We enter yet another Shabbat steeped in the grief of racist state violence, as Jacob Blake, now paralyzed, is handcuffed to his hospital bed fighting for his life in Kenosha, Wisconsin. Shot in the back seven times by police last Sunday. Only made worse by the horror of a young white supremacist murdering two protestors. Both violent acts praised by Trump himself. Law and order politics are revealed for what they have always been, a code-name to enslave, imprison, impoverish, and murder Black people in this country.

This same week we mark the 57th anniversary of the March on Washington, and prepare for the Black National Convention tonight. This same week we read these words in parashat Ki Teitzei:

​"You shall not turn over to their master an escaped slave who seeks refuge with you from his master. They shall live with you in your midst, in any place they choose that is good for them. You shall not oppress them." (Deut. 23:16-17)

​About these verses Rabbi Shai Held writes, "It is hard to overstate the revolutionary implications of these verses.

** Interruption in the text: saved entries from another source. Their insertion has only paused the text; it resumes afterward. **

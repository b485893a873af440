use axum::{
    extract::Request,
    http::header,
    middleware::Next,
    response::{IntoResponse, Response},
};
use jsonwebtoken::{decode, Algorithm, DecodingKey, Validation};
use serde::{Deserialize, Serialize};

use crate::error::{Error, Result};

#[derive(Debug, Clone, Serialize, Deserialize)]
pub struct Claims {
    pub sub: String,
    pub exp: usize,
    pub role: Option<String>,
}

pub async fn require_bearer_auth(mut req: Request, next: Next) -> Response {
    match authenticate(&req) {
        Ok(claims) => {
            req.extensions_mut().insert(claims);
            next.run(req).await
        }
        Err(e) => e.into_response(),
    }
}

fn authenticate(req: &Request) -> Result<Claims> {
    let header = req
        .headers()
        .get(header::AUTHORIZATION)
        .ok_or_else(|| Error::Unauthorized("Missing authorization header".to_string()))?;
    let value = header
        .to_str()
        .map_err(|_| Error::Unauthorized("Malformed authorization header".to_string()))?;
    let token = value
        .strip_prefix("Bearer ")
        .ok_or_else(|| Error::Unauthorized("Unsupported authorization scheme".to_string()))?;

    let config = crate::config::get_config();
    let mut validation = Validation::new(Algorithm::HS256);
    validation.validate_exp = true;
    let data = decode::<Claims>(
        token,
        &DecodingKey::from_secret(config.jwt_secret.as_bytes()),
        &validation,
    )
    .map_err(|_| Error::Unauthorized("Invalid or expired token".to_string()))?;

    Ok(data.claims)
}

As a contemporary Bible scholar puts it, for the Torah 'to legislate so contrary to the universally accepted norms for the treatment of slaves indicates an intentional critique of the very nature of the institution itself.'"


For me, one of the great awakenings of the last six months has been coming to understand that the institution of policing in America, which as a white person I was taught to trust and venerate, began as a group of white people out to catch runaway slaves. Over time its practices were institutionalized and professionalized which has perpetuated the legal lynching of Black people in America. I am holding this truth with devastating clarity.

Understood as the biblical imperative to grant refuge to a runaway slave, I am beginning to understand this week's parsha as the biblical imperative to defund the police. And I am hearing the fiery voice of Torah call out, any institution whose foundational purpose was to capture runaway slaves must be defunded, dismantled, and transformed. I am not an expert on the how. But many are. For those of us who are not Black, what I know in my bones is that it is not enough to proclaim that Black Lives Matter. We must actually work to enact their vision by organizing to meet the demands of a movement whose express purpose is preserving life. This is our spiritual obligation.

To quote Rev. Dr. Martin Luther King Jr., who spoke these words 57 years ago:

"There are those who are asking the devotees of civil rights, 'When will you be satisfied?' We can never be satisfied as long as the Negro is the victim of the unspeakable horrors of police brutality."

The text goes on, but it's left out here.